▶ _What to produce_
In the listing that follows, how many lines contain the string "const"? Provide only the number.

▶ _Material shown_
::::::
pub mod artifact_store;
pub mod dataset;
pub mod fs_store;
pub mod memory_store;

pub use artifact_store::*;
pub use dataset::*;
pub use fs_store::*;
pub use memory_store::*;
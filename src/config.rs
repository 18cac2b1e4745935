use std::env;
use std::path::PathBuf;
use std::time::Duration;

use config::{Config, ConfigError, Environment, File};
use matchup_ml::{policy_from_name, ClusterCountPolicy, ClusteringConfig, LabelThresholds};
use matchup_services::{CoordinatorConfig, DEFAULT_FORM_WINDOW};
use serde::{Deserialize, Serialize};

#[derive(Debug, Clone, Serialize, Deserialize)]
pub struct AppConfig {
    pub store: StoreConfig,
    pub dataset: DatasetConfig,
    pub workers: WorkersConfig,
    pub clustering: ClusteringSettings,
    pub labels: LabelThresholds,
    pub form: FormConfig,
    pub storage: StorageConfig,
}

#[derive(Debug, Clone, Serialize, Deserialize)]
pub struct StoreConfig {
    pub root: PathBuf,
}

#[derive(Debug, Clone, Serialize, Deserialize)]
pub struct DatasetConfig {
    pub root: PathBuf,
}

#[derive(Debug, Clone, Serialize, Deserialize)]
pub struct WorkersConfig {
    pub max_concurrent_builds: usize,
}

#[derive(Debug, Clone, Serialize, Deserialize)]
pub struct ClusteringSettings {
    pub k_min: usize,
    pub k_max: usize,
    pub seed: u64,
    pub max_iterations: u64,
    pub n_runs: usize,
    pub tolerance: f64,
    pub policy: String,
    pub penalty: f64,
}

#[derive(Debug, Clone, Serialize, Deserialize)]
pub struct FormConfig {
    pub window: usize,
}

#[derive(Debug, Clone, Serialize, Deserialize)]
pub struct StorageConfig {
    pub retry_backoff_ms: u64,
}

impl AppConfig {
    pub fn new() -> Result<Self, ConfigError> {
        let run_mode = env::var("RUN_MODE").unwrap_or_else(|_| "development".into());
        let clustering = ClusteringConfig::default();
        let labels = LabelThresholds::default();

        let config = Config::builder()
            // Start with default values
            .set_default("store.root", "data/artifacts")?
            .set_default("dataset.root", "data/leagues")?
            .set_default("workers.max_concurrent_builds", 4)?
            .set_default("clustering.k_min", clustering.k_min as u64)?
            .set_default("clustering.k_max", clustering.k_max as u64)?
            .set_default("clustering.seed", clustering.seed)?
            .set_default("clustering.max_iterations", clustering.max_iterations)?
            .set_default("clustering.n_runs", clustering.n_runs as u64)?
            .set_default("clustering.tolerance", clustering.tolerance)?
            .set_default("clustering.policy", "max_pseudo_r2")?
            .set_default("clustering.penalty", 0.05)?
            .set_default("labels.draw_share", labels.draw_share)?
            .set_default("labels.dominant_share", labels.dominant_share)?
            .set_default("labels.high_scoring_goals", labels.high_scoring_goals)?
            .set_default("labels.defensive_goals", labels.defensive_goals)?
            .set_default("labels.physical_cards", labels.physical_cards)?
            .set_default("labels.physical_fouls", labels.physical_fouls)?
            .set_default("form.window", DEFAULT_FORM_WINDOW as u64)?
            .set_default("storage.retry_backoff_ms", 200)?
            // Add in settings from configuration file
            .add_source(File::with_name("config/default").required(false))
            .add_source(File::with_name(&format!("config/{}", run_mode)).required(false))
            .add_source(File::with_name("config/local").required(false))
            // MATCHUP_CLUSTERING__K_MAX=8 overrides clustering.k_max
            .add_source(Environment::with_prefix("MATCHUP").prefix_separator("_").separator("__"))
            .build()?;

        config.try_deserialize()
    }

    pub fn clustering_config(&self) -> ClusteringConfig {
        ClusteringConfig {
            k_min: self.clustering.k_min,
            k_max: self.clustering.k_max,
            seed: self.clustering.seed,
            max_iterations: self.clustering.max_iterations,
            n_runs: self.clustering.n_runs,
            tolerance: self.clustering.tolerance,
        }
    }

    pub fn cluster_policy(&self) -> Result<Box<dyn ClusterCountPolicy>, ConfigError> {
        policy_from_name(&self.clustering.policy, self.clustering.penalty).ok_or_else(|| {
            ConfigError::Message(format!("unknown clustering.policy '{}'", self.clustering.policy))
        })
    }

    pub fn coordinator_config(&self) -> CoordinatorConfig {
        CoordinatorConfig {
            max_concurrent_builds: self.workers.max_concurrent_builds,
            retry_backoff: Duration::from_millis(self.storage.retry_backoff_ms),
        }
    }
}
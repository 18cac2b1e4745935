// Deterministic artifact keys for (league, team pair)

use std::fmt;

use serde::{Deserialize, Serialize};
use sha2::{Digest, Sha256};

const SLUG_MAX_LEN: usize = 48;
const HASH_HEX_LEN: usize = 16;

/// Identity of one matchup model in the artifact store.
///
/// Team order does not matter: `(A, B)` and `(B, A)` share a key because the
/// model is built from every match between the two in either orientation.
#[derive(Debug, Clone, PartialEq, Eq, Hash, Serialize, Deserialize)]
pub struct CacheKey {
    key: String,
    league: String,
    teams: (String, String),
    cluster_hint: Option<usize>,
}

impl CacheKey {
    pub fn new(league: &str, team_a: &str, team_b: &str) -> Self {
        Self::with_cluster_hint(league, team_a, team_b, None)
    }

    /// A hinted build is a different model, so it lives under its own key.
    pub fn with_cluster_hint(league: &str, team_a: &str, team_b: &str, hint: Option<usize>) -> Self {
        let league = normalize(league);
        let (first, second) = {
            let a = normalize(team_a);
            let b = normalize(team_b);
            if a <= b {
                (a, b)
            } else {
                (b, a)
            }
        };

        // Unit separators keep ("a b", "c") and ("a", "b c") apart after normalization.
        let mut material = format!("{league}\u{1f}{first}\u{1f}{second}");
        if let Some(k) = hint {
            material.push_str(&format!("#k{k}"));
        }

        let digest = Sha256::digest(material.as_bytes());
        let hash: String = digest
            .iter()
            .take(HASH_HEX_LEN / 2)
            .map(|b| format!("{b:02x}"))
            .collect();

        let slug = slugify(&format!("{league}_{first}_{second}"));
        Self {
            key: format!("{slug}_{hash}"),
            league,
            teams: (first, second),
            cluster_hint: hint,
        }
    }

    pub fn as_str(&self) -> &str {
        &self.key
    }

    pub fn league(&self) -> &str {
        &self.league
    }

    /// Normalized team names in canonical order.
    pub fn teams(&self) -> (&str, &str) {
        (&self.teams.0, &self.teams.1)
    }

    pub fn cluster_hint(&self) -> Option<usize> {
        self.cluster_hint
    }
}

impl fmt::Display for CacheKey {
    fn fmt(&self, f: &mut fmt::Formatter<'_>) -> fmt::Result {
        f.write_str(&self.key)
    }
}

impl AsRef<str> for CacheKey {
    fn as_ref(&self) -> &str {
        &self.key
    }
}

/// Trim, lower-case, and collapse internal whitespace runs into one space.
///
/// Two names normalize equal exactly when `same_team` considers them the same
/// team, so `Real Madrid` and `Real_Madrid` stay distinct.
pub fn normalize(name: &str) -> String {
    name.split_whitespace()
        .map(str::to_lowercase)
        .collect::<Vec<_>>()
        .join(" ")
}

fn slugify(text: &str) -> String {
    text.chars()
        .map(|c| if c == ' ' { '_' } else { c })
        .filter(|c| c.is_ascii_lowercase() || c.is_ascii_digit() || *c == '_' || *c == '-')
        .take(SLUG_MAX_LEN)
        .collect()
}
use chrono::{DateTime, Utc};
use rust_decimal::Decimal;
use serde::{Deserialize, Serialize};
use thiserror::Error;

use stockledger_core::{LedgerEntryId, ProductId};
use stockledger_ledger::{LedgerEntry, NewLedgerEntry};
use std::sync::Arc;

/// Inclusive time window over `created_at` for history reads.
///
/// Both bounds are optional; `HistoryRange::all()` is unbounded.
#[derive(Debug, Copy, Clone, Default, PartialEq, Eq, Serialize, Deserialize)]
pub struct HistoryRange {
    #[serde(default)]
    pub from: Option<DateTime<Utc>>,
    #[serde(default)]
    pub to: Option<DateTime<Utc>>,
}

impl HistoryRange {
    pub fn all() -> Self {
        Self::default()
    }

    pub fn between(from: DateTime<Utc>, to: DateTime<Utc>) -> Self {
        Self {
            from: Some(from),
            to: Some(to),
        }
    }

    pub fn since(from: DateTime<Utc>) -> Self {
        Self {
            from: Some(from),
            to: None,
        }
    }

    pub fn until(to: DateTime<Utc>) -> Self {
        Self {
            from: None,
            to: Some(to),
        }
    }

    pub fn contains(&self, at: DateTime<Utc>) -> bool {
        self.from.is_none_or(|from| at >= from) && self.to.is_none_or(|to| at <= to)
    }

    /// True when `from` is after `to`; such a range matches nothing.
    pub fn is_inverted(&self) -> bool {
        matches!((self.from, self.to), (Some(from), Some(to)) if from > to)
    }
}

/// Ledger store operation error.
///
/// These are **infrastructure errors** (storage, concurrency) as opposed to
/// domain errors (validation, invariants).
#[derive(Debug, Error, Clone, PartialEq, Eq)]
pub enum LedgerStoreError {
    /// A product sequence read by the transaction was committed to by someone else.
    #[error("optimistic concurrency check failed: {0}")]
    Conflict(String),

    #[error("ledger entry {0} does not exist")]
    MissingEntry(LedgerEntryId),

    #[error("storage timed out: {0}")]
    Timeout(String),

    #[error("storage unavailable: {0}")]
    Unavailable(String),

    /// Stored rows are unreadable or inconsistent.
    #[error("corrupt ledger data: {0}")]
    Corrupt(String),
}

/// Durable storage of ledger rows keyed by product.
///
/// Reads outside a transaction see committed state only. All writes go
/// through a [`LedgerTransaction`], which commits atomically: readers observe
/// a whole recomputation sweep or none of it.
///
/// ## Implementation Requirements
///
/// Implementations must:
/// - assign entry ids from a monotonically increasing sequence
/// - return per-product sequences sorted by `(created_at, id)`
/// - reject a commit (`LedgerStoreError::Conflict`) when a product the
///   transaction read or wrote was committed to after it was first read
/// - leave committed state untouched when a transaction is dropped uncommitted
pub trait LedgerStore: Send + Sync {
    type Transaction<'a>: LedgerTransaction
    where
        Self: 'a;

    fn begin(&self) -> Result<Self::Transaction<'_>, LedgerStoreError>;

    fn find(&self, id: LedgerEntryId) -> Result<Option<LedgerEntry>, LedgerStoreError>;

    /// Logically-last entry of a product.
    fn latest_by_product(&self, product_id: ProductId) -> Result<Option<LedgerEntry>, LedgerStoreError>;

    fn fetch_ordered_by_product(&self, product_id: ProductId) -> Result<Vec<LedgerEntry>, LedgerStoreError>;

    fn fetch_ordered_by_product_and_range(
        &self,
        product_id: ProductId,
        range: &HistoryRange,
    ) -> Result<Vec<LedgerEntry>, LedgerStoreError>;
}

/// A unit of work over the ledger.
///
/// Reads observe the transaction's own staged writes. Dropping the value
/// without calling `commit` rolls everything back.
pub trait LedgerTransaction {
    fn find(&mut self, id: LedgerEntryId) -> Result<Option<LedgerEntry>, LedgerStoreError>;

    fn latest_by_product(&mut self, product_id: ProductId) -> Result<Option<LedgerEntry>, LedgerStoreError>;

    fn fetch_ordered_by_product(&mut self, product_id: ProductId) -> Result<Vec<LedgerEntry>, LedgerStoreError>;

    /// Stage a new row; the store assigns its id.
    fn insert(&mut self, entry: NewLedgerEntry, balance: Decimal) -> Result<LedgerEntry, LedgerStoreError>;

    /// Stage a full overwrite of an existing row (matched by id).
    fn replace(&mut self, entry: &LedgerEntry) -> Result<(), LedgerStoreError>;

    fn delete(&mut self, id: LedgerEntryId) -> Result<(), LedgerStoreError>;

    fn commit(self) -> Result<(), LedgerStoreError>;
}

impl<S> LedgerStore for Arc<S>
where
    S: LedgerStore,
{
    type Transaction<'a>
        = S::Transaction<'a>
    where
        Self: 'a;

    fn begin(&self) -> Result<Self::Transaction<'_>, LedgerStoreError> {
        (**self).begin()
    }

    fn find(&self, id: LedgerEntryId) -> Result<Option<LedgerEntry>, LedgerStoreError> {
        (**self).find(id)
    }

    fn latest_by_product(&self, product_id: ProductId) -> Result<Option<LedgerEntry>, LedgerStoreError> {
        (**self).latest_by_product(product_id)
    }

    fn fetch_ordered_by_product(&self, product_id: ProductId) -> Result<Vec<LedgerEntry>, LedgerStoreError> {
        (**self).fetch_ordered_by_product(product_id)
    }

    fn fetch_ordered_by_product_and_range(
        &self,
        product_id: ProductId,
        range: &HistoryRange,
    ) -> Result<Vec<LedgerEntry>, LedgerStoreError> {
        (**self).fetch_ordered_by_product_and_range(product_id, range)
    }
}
::::::
▶ _Exercise answer_
2